What is required
This exercise calls for a copy of every line in the listing below that carries the word "closed".

────────────────

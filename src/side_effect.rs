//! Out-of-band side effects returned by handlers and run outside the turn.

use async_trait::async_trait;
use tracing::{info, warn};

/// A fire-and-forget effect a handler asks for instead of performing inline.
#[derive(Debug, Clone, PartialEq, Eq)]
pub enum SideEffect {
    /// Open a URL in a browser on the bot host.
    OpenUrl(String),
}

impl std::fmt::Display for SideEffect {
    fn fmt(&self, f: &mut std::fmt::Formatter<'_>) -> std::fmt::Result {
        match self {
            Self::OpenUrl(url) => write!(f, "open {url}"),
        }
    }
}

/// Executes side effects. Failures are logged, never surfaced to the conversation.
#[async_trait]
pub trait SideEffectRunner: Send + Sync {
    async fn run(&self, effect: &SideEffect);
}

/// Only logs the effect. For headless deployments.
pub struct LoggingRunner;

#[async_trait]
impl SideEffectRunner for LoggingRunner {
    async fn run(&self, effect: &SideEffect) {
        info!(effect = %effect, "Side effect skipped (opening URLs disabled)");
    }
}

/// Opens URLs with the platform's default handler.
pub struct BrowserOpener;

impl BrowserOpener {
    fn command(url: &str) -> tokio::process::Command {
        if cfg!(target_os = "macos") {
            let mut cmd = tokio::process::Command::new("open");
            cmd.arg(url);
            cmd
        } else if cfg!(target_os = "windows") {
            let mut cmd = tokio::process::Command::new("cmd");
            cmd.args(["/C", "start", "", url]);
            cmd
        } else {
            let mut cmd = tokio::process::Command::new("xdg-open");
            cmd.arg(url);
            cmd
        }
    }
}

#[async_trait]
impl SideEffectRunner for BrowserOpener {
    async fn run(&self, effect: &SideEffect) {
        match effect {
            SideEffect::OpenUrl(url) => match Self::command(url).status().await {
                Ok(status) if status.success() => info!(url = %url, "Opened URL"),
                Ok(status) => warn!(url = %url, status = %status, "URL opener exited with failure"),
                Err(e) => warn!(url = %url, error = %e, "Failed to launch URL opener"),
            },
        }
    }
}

────────────────

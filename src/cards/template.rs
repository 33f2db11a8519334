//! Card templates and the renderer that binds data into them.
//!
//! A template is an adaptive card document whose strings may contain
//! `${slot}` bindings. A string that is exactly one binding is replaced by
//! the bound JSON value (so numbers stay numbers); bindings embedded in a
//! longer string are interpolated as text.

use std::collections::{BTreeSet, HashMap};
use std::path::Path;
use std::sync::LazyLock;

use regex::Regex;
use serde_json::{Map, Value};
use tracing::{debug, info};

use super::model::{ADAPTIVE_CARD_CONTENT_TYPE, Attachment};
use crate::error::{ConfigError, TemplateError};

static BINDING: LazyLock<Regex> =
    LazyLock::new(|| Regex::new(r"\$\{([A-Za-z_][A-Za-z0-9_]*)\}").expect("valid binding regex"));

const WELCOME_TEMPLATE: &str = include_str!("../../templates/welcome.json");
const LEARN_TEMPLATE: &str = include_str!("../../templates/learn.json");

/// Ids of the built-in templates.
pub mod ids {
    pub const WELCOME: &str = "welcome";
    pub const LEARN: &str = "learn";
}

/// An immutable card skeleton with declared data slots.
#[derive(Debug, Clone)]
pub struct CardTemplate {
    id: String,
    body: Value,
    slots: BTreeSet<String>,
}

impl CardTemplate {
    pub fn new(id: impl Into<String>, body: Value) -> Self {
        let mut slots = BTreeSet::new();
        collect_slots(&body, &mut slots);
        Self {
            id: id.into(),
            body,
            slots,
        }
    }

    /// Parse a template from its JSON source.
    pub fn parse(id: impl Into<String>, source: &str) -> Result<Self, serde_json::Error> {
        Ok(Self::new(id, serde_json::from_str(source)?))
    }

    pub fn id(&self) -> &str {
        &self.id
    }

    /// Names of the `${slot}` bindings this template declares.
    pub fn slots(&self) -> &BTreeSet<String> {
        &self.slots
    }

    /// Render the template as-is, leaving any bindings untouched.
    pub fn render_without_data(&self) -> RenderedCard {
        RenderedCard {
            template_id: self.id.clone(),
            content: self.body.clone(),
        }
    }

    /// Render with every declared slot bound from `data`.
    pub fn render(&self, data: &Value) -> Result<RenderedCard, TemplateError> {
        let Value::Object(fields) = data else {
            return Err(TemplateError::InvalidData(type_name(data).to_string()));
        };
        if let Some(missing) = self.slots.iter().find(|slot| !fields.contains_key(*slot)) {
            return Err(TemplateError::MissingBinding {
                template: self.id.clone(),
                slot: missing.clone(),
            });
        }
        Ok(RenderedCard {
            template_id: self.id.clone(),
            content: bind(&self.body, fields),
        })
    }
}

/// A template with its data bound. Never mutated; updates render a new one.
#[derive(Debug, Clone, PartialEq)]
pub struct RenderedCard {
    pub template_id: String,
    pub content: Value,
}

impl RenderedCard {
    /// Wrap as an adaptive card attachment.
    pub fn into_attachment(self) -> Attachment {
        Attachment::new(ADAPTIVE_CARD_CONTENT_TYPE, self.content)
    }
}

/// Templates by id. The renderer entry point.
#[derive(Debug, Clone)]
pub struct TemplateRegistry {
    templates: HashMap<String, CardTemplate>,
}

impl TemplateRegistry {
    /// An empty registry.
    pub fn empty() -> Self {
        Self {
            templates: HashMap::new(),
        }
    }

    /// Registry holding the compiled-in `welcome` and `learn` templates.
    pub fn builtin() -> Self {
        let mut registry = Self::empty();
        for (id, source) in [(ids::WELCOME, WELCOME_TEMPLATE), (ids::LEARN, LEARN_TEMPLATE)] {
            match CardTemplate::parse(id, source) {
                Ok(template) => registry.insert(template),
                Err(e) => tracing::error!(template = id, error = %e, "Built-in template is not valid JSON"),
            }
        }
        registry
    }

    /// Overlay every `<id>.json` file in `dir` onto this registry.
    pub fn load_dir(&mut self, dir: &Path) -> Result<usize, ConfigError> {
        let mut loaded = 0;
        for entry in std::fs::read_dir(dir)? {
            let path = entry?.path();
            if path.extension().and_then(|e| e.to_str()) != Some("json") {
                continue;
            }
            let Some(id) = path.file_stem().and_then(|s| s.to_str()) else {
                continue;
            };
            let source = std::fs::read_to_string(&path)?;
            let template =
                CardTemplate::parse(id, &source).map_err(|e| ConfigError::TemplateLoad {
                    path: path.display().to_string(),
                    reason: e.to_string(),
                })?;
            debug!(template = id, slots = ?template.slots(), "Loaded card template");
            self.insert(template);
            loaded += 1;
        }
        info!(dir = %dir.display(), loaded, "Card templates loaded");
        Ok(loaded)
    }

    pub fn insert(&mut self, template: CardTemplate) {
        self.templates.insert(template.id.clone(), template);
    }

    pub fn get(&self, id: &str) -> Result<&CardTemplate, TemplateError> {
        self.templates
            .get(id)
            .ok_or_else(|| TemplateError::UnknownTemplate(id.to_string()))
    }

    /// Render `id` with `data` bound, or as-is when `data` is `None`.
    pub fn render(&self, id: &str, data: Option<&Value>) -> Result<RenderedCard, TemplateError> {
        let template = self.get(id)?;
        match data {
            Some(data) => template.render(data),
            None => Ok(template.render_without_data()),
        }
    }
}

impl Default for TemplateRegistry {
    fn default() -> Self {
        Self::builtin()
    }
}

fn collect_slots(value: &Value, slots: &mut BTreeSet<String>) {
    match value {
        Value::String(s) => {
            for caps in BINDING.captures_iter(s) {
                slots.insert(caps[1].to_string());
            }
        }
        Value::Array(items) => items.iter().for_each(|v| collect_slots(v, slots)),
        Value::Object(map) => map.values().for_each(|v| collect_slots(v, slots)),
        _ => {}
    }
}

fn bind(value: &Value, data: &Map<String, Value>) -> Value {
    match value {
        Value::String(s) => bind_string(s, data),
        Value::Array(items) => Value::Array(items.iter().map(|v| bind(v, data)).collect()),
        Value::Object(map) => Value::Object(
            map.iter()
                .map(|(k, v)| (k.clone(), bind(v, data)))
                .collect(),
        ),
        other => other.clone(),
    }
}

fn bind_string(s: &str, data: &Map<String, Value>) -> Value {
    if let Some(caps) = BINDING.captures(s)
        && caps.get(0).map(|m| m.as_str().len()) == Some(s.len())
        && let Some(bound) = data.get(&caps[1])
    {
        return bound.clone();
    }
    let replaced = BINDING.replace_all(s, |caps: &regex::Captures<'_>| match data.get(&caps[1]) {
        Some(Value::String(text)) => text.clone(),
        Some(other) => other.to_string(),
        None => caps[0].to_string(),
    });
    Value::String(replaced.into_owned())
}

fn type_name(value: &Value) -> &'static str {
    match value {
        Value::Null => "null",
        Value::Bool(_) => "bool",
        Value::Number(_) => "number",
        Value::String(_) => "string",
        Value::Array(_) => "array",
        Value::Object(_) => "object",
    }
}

────────────────

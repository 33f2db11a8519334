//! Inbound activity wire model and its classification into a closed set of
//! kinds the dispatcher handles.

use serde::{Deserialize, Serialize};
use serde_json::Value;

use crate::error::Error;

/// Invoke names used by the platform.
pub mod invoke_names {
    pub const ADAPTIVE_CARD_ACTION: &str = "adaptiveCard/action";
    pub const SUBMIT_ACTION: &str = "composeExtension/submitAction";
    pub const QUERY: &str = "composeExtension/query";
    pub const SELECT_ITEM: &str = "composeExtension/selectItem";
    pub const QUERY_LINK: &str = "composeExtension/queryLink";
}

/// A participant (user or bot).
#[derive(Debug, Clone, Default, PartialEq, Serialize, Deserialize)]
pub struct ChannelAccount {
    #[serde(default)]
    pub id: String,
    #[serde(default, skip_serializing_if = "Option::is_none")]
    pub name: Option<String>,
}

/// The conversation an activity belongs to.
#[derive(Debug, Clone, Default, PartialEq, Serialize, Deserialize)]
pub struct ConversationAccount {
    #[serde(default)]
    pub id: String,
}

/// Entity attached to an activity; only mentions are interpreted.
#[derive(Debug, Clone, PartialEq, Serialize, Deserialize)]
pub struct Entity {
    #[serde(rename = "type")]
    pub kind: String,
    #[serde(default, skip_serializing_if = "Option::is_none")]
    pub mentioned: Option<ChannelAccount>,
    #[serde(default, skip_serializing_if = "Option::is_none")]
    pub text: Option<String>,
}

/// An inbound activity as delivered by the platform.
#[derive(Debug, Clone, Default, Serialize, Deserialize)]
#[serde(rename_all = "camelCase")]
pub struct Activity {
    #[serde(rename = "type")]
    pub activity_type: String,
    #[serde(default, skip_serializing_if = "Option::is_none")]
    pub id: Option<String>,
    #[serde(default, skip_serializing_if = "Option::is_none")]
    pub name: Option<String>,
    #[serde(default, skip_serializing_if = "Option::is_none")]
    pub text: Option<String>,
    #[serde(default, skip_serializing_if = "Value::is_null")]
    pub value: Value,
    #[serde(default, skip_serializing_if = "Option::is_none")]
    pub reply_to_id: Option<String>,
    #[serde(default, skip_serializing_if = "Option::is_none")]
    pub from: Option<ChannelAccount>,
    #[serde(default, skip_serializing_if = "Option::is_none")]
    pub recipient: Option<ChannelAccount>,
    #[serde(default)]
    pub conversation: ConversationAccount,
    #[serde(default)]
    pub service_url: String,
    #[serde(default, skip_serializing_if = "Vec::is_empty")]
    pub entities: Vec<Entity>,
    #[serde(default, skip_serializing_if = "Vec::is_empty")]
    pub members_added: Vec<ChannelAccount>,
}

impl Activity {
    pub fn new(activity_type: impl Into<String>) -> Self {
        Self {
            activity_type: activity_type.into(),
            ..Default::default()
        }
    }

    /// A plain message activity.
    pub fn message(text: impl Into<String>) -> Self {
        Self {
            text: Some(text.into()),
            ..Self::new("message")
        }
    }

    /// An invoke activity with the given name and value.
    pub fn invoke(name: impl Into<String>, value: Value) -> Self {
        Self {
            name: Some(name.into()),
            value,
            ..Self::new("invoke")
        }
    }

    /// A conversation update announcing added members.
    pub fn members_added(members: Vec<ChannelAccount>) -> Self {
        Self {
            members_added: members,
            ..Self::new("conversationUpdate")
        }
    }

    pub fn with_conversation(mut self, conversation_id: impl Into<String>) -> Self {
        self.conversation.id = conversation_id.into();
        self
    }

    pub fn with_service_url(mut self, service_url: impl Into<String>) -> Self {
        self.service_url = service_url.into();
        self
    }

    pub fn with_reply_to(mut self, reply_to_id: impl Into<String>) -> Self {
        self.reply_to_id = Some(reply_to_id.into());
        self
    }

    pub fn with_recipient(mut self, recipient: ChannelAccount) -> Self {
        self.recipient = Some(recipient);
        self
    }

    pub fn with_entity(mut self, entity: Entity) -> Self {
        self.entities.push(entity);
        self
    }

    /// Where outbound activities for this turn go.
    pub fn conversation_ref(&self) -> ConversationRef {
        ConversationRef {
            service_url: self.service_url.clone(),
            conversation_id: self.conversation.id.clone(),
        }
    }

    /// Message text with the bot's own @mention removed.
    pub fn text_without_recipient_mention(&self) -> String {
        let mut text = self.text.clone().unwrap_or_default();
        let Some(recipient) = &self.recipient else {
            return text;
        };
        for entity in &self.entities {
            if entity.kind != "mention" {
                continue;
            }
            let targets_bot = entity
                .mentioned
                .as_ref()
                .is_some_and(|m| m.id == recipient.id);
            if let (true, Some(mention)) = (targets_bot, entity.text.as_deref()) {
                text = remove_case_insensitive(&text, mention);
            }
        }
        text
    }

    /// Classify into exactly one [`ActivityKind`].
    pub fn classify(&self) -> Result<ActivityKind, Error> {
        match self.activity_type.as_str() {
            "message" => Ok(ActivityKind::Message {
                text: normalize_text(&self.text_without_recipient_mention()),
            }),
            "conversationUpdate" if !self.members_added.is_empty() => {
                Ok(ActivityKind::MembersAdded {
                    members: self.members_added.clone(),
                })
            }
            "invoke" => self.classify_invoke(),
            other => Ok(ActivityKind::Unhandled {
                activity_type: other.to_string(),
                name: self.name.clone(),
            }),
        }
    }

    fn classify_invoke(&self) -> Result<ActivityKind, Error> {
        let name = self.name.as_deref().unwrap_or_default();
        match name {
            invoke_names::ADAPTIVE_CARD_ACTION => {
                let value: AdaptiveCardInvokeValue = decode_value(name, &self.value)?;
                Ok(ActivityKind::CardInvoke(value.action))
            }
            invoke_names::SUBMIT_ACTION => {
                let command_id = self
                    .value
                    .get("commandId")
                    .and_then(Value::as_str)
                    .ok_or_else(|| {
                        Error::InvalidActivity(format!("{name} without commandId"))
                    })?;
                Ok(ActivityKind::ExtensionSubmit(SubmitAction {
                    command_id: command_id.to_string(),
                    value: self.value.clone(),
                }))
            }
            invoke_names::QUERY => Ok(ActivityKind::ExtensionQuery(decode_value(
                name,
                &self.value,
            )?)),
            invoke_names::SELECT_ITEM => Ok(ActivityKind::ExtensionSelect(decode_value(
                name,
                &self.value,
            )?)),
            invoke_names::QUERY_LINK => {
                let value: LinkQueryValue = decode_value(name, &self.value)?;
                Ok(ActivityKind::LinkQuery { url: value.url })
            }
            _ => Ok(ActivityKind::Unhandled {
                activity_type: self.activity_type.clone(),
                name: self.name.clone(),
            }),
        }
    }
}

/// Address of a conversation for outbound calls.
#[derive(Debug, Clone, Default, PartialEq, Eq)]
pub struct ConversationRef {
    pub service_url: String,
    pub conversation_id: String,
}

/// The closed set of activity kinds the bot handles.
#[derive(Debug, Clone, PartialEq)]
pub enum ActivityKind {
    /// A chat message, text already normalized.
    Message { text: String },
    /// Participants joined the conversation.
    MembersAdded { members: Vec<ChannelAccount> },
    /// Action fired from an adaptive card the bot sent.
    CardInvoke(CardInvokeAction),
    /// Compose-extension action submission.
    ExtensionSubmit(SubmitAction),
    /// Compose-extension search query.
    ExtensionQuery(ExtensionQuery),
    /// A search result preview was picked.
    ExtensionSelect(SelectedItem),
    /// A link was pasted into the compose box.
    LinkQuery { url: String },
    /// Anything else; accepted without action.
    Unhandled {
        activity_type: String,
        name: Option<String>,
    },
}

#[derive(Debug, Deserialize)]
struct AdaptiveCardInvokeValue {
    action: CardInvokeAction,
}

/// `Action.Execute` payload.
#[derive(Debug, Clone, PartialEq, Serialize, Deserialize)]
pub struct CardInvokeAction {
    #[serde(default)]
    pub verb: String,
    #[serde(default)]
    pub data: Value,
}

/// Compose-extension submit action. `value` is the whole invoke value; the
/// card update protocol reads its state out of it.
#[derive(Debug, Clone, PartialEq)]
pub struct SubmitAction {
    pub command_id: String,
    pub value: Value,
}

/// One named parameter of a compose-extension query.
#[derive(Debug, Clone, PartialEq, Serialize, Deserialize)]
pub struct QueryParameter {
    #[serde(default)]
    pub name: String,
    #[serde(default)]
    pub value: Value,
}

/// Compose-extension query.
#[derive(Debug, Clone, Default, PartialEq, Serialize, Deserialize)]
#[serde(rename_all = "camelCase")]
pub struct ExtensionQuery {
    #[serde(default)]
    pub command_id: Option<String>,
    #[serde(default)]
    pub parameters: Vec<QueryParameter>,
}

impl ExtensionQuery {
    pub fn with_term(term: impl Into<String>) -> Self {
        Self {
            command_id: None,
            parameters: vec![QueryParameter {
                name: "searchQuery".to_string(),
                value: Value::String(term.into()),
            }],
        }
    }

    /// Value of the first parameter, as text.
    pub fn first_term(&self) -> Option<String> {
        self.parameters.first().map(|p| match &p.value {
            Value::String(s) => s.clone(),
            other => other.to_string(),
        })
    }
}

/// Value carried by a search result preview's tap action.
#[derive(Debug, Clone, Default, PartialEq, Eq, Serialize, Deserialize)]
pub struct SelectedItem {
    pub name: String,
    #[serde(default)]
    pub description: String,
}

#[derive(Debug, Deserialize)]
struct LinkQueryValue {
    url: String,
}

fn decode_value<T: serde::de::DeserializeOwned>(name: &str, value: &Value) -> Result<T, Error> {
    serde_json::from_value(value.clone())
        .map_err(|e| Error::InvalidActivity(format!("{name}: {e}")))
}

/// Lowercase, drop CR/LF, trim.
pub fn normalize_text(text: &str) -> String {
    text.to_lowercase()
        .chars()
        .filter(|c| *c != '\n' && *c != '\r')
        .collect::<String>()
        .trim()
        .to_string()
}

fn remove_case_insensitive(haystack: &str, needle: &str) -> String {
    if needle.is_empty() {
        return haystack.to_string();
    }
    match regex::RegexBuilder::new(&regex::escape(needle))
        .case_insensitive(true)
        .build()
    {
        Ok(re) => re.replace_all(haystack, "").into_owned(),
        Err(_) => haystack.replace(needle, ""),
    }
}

────────────────

Task result
//! Inbound activity wire model and its classification into a closed set of
/// The closed set of activity kinds the bot handles.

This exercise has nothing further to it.